*WHAT THE EXERCISE ASKS*
Take the entries that follow and return exactly the lines from the one holding "let args = Args::parse();" through the one holding "let state = AppState::from_config(Arc::new(client), &config);", both included. Nothing else is needed.
[[ TASK MATERIAL, beginning ]]
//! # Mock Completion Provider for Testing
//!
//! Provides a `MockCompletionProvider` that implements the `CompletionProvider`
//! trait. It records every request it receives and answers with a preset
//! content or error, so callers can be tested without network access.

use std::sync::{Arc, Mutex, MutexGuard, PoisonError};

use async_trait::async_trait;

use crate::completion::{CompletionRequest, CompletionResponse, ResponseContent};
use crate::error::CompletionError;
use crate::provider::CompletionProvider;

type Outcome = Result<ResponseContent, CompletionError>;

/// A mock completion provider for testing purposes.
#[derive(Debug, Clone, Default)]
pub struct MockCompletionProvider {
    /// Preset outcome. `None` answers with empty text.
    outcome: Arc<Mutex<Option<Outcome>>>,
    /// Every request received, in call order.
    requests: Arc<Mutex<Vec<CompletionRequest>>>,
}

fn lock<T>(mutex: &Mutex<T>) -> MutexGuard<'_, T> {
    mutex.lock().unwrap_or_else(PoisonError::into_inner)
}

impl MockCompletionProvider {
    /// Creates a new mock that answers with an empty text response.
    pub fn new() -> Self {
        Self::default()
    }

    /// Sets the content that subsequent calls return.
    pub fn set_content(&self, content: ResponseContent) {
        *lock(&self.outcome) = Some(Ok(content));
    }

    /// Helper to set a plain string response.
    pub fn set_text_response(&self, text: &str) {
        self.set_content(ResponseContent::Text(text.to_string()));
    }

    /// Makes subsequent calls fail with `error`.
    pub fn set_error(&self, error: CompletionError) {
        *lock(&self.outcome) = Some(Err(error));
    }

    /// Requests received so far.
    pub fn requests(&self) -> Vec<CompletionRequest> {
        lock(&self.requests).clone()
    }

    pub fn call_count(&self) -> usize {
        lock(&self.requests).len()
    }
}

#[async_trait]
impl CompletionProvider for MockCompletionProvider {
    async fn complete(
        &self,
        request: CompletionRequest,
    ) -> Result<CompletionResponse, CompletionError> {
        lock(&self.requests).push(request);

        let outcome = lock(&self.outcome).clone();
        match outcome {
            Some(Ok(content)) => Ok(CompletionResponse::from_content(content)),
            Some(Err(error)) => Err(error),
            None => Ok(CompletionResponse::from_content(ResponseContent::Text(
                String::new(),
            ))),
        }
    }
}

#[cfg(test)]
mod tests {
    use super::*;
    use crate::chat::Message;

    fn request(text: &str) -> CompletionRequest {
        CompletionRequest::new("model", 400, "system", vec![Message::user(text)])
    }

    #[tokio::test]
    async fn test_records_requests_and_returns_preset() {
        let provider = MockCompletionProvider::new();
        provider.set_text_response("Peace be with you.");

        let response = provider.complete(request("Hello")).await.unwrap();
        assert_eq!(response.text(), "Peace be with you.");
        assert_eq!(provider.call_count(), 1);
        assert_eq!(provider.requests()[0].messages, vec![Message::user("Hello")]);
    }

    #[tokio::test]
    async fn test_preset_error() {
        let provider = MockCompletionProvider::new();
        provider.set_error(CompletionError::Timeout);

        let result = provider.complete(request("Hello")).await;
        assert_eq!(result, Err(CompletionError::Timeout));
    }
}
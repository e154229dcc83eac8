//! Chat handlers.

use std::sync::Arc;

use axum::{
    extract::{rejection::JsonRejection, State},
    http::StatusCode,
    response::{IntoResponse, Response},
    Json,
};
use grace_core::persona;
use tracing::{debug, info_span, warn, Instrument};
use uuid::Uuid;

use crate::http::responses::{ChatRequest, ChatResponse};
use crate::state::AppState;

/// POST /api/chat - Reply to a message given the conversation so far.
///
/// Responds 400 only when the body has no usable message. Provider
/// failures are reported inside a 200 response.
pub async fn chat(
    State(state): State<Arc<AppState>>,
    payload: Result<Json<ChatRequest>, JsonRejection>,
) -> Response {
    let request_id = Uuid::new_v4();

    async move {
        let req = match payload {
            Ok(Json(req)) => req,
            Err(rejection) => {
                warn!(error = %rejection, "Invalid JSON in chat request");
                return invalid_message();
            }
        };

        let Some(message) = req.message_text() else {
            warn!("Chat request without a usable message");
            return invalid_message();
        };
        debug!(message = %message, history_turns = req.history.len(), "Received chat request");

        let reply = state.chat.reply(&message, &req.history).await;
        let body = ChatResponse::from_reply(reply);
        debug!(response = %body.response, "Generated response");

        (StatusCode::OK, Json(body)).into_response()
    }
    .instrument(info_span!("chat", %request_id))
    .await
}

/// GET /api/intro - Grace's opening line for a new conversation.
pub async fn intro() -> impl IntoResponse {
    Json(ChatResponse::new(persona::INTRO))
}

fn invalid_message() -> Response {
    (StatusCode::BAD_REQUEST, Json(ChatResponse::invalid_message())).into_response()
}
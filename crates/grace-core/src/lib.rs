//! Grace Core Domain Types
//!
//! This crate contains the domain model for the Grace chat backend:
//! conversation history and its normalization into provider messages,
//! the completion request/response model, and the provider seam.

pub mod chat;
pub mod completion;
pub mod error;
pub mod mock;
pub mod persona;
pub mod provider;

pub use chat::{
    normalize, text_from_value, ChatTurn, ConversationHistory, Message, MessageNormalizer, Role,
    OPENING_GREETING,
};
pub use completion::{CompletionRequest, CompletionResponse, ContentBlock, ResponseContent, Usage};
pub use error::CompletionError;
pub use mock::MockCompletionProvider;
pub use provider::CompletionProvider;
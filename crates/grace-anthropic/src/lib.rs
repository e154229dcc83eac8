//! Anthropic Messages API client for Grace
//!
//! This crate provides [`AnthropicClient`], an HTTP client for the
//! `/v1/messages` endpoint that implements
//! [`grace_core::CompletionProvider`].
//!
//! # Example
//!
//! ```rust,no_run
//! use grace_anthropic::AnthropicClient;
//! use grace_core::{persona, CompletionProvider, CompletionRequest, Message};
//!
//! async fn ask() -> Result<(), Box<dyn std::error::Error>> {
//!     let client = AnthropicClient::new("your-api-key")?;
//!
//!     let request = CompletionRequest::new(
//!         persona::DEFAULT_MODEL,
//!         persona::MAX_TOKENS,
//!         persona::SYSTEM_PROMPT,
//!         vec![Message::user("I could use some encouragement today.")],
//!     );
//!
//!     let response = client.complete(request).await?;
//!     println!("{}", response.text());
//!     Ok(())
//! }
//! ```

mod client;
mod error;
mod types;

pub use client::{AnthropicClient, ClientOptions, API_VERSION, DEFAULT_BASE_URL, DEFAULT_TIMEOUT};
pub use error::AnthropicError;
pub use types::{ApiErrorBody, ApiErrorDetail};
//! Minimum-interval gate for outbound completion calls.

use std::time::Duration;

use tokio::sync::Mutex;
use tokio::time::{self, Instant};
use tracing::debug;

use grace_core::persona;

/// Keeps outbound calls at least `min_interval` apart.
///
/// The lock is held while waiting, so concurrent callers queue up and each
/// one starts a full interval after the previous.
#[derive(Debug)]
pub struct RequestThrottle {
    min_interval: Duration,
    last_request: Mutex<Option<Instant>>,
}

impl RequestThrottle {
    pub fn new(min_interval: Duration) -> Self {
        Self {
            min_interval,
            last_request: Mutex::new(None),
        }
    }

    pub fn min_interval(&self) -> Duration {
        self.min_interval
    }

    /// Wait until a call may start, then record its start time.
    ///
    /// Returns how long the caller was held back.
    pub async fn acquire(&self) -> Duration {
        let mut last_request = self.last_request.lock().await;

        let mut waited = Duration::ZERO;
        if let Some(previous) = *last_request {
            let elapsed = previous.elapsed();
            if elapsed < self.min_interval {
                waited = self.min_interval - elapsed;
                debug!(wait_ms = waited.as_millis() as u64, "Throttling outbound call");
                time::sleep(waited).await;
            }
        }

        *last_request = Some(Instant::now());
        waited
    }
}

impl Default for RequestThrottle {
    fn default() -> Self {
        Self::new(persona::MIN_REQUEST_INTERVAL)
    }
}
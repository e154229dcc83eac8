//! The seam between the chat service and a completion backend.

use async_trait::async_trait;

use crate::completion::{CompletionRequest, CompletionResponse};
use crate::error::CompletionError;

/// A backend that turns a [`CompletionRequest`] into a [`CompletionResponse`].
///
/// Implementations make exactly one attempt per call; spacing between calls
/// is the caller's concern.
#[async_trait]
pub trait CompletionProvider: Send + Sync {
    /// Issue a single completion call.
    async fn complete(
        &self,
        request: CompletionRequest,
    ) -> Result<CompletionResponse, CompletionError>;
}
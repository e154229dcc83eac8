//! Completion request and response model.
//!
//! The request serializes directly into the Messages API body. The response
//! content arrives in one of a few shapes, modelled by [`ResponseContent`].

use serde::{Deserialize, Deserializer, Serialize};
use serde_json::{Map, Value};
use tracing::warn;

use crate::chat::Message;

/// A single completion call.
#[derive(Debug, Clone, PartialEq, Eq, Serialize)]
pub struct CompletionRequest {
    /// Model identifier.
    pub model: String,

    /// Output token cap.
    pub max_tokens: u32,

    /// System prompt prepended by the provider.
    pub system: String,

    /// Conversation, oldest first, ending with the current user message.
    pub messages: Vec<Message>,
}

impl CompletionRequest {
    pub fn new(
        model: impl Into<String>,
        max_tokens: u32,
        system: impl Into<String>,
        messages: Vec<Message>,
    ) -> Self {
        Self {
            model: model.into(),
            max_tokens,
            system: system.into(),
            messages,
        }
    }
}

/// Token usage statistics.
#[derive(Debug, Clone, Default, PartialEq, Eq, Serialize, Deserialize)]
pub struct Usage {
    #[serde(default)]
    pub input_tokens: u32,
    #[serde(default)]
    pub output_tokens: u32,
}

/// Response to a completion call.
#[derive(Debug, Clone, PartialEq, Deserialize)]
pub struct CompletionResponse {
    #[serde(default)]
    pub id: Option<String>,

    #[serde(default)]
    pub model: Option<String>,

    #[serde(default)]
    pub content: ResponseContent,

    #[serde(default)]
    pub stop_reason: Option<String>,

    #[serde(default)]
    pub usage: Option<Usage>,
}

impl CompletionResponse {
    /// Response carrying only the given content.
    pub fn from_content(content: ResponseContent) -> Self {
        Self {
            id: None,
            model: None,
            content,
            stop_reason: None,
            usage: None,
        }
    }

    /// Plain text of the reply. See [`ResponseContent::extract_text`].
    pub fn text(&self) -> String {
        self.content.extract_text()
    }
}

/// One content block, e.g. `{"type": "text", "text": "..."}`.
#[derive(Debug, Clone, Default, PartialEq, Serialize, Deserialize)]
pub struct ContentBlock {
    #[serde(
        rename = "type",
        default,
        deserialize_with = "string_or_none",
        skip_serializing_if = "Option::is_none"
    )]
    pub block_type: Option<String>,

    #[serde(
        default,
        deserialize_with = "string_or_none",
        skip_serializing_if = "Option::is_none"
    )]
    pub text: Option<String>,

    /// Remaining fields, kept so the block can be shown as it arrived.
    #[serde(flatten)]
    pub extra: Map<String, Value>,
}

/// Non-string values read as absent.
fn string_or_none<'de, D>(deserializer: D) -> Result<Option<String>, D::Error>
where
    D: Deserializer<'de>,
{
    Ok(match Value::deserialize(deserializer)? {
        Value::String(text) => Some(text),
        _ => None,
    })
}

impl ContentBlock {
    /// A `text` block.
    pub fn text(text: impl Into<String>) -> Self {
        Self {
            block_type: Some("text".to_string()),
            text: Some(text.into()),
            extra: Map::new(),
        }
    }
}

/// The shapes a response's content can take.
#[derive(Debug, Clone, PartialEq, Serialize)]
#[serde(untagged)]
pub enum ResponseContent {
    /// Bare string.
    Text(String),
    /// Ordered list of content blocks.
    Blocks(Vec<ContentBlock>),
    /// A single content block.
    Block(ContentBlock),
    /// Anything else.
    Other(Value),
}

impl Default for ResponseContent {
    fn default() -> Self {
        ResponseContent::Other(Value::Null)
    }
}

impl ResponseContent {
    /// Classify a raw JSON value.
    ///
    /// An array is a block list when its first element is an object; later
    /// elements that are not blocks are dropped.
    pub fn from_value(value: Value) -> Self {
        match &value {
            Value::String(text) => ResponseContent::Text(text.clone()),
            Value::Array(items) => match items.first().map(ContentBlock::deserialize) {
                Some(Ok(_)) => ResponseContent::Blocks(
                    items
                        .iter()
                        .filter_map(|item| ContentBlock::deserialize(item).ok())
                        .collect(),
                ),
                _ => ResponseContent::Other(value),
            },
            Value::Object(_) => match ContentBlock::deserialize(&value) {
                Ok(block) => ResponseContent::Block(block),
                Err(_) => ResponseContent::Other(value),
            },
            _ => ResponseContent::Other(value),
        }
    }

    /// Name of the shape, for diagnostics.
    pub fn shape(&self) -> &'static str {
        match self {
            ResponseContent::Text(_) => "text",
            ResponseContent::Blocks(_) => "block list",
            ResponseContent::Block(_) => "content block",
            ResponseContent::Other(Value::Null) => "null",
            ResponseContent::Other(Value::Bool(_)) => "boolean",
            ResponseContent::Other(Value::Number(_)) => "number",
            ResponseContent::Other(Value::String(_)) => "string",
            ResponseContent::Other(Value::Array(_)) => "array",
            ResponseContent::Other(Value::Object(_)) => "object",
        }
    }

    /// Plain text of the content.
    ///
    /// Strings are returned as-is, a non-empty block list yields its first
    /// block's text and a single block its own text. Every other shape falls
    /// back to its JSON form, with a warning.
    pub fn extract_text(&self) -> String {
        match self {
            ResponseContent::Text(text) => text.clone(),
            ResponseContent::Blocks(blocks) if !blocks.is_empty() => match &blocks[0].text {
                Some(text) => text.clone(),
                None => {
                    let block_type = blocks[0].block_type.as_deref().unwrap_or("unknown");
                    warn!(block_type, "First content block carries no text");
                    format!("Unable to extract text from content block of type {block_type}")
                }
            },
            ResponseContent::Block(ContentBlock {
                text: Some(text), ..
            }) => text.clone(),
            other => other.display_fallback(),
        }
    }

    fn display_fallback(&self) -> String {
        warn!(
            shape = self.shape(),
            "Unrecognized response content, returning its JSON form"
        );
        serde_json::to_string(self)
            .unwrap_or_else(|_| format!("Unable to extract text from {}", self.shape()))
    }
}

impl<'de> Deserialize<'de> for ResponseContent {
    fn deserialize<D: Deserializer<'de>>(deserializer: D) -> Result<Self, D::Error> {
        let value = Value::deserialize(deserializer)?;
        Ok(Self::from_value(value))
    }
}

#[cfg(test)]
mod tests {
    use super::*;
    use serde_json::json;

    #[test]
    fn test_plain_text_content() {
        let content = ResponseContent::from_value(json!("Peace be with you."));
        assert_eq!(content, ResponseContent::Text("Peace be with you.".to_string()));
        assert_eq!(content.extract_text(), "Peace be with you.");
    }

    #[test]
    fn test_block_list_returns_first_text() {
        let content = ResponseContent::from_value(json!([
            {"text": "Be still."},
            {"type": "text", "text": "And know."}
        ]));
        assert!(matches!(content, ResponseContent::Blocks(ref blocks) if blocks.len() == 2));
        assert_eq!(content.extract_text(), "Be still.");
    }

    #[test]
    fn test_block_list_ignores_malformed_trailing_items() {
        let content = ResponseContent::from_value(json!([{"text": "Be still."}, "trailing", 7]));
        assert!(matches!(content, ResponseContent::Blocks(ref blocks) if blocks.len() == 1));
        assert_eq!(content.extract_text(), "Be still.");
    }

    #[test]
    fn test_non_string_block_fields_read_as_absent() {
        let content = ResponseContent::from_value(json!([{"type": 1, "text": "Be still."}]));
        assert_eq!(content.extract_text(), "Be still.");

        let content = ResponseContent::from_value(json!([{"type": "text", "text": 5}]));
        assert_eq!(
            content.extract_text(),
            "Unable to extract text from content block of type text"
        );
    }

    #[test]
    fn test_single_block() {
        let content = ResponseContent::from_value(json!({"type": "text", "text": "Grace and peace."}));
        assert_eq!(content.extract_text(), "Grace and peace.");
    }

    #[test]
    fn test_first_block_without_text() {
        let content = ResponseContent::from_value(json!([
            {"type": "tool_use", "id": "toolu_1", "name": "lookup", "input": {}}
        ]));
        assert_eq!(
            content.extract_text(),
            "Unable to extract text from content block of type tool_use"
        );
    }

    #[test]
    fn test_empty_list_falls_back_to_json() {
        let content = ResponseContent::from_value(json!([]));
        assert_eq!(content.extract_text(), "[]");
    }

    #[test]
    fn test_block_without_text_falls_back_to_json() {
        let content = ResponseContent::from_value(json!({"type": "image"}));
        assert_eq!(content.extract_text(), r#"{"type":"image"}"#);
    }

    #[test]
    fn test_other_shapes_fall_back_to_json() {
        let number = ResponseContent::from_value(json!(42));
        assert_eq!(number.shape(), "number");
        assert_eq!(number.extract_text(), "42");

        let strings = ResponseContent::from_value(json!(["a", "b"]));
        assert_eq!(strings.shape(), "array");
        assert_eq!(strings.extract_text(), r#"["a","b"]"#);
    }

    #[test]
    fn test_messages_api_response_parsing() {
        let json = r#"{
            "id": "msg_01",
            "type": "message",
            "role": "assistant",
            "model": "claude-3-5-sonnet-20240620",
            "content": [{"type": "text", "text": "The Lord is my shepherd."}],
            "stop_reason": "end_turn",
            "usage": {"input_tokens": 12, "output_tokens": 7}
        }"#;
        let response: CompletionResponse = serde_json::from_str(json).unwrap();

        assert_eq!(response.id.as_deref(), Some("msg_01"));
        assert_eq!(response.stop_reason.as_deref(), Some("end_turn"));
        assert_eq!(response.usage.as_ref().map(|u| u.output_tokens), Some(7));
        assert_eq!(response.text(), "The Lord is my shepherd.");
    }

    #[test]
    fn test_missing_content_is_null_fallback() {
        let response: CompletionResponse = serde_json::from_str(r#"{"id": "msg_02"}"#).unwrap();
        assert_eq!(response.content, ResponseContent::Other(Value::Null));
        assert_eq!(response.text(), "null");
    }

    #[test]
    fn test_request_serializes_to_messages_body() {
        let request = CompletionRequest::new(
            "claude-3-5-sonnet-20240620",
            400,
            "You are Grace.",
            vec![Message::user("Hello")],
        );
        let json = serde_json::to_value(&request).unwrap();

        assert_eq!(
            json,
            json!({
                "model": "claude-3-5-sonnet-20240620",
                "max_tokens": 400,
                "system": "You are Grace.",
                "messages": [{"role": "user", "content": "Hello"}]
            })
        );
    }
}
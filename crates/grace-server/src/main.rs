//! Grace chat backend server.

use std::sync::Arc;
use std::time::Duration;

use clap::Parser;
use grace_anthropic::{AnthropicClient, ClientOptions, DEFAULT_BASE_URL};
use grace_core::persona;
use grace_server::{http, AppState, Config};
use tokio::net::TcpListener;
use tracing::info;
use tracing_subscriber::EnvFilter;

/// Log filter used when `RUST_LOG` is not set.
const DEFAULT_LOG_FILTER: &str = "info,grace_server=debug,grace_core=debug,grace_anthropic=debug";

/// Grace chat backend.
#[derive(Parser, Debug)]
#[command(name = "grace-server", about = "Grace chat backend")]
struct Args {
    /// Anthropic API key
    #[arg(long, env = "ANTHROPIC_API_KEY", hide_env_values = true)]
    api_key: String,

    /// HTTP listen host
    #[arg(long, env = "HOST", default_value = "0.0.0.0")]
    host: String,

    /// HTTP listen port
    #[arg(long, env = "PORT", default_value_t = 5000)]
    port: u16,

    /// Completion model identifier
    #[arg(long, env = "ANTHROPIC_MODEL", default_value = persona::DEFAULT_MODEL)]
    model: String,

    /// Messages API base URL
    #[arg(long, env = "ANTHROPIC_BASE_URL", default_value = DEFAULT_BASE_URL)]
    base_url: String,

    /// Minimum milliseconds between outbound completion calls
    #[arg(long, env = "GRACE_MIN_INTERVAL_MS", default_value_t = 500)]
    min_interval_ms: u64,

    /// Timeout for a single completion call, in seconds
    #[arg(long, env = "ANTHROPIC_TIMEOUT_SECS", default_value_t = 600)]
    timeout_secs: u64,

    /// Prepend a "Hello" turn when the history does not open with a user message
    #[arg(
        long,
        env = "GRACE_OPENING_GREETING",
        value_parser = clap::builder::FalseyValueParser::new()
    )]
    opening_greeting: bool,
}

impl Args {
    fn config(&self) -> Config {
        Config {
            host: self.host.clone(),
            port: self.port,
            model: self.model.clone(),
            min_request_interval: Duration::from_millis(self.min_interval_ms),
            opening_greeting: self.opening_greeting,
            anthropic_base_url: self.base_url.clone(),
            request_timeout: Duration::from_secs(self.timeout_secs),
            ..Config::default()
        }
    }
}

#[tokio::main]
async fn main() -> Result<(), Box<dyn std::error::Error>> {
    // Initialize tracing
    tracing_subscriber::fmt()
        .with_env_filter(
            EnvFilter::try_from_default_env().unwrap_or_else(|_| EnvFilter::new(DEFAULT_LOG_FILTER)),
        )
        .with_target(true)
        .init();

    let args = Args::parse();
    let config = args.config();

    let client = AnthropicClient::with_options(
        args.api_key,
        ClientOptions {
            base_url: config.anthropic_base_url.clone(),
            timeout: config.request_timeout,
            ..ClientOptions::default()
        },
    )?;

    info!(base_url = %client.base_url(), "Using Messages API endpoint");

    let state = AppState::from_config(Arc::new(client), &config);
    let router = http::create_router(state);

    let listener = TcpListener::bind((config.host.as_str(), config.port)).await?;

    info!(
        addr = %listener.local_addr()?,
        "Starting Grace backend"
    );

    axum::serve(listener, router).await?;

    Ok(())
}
[[ TASK MATERIAL, end ]]
*RESULT OF THE EXERCISE*
    let args = Args::parse();
    let config = args.config();

    let client = AnthropicClient::with_options(
        args.api_key,
        ClientOptions {
            base_url: config.anthropic_base_url.clone(),
            timeout: config.request_timeout,
            ..ClientOptions::default()
        },
    )?;

    info!(base_url = %client.base_url(), "Using Messages API endpoint");

    let state = AppState::from_config(Arc::new(client), &config);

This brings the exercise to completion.